> _PROBLEM STATEMENT_:
Work out how many lines of the listing below mention the word "position", and give only that figure.

> _DATA TO EXAMINE_:
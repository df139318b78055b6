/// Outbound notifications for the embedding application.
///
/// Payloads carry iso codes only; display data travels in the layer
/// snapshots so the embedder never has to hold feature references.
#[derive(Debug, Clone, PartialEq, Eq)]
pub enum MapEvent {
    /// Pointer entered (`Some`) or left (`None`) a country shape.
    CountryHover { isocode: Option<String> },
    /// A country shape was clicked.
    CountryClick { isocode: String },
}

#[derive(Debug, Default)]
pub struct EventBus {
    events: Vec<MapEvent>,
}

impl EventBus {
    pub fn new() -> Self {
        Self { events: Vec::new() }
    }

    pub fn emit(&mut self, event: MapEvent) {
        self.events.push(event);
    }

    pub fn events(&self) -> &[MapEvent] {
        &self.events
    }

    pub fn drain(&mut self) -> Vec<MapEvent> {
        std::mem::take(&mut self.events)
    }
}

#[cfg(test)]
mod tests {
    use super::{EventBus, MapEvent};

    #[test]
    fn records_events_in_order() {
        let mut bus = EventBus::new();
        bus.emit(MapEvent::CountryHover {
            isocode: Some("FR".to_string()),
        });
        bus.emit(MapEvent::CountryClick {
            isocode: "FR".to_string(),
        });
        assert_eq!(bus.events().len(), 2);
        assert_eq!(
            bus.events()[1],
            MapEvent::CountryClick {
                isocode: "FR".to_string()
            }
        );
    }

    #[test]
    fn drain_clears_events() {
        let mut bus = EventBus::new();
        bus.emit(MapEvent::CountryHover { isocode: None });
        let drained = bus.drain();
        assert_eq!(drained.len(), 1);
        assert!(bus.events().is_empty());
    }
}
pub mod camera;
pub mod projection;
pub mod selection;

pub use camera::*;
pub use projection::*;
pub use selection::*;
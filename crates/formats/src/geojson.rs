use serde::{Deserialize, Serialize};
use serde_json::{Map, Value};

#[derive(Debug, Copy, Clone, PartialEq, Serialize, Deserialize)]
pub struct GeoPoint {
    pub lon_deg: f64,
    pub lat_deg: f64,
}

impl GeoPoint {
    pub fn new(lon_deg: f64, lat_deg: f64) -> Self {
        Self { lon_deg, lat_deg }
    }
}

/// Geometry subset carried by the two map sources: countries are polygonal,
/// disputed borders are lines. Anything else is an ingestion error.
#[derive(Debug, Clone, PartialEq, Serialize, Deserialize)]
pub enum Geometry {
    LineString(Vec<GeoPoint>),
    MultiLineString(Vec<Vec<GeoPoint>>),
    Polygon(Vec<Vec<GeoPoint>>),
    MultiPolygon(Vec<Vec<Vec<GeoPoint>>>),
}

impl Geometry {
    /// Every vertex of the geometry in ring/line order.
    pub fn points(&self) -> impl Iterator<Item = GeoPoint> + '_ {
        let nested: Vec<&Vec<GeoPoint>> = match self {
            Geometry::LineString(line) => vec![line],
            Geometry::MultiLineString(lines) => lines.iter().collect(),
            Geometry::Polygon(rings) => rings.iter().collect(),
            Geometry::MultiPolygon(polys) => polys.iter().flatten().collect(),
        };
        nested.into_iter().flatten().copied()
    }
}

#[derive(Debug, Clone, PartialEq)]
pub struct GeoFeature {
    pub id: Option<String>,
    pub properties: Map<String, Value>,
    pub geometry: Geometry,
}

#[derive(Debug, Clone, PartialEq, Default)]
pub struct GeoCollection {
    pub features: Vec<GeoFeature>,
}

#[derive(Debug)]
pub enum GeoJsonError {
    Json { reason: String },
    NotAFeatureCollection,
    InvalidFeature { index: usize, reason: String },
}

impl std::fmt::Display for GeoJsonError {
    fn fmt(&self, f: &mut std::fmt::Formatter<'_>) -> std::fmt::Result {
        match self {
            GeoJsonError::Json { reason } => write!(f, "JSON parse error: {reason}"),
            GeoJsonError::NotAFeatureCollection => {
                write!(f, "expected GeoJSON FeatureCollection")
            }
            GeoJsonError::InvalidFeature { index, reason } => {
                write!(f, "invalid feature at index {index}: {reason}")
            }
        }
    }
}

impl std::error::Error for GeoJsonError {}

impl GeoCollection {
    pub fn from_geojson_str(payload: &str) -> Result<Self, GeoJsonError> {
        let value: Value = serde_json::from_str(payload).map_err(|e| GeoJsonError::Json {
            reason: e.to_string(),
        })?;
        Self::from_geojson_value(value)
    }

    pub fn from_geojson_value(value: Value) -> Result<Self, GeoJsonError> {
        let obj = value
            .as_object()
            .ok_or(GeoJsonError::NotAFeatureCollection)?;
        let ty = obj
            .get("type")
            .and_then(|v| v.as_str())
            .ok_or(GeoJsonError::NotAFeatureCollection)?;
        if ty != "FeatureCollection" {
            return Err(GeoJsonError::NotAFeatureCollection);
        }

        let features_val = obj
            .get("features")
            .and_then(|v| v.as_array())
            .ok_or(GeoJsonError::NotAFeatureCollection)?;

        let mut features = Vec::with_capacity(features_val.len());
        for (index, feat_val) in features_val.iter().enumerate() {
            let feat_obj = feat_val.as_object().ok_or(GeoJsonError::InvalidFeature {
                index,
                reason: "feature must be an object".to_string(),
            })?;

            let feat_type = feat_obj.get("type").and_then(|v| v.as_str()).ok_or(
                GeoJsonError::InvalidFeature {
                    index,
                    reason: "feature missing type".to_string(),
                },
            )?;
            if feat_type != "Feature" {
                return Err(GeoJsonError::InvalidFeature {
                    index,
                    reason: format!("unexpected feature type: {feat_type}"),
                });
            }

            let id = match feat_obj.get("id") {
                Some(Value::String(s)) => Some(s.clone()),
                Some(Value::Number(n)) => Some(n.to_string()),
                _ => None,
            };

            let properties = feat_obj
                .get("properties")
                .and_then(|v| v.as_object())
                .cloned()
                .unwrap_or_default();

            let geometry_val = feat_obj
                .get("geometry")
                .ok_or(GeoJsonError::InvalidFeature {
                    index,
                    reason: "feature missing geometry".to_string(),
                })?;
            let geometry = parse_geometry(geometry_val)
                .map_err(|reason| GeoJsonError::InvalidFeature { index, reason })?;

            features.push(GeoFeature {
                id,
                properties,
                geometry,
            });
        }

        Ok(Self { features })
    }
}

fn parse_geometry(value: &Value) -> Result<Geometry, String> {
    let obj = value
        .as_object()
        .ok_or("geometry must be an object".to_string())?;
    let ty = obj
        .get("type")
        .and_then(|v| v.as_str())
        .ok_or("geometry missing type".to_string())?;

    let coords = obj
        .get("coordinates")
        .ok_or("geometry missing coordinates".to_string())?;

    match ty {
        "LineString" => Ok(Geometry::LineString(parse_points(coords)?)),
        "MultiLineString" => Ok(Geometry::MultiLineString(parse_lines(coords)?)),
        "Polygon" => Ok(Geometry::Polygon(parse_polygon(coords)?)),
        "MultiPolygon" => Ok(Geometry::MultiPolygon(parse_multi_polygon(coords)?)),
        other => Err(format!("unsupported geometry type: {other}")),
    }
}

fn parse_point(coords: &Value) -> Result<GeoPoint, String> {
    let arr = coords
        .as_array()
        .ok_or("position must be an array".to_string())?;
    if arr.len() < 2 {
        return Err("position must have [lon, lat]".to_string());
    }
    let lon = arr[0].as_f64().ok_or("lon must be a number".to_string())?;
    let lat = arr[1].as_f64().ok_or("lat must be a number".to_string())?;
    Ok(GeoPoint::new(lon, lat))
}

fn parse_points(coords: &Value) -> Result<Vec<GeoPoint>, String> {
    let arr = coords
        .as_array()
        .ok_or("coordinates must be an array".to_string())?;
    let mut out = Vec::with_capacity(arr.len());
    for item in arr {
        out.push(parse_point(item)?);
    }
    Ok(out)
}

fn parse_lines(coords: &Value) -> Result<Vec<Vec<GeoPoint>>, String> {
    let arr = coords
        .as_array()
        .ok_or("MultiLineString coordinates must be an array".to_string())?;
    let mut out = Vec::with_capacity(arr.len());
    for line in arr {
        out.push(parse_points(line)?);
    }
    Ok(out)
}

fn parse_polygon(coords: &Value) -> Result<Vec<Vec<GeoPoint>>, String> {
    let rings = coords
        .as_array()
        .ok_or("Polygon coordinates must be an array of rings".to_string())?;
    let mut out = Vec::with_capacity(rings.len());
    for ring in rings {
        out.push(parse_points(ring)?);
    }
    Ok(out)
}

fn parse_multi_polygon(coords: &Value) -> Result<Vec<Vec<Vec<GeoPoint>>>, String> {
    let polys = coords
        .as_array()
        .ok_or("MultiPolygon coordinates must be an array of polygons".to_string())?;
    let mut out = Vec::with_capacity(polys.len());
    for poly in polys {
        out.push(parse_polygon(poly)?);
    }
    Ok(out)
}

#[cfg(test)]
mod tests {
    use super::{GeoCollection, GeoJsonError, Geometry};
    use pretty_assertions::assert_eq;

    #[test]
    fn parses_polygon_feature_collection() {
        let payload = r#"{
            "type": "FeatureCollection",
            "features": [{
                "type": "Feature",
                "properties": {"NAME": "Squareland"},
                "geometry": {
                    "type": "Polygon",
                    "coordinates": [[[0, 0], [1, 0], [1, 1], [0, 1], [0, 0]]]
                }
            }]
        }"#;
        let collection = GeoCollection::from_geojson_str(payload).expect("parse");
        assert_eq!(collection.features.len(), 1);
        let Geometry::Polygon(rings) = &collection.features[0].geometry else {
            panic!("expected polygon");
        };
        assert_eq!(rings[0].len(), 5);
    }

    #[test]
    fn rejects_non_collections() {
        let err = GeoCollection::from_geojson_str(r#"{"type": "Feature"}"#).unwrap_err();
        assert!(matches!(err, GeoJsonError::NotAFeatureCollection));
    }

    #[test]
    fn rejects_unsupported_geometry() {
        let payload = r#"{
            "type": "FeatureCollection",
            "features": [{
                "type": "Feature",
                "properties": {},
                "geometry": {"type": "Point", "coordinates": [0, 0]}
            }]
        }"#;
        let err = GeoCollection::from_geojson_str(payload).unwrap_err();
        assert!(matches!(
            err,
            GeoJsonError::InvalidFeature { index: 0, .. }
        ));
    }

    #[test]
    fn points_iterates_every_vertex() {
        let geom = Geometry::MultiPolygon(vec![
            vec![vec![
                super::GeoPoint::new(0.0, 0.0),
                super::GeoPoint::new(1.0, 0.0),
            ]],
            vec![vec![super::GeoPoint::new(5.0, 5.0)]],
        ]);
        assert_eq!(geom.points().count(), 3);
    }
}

> _ANSWER TO THIS EXERCISE_:
2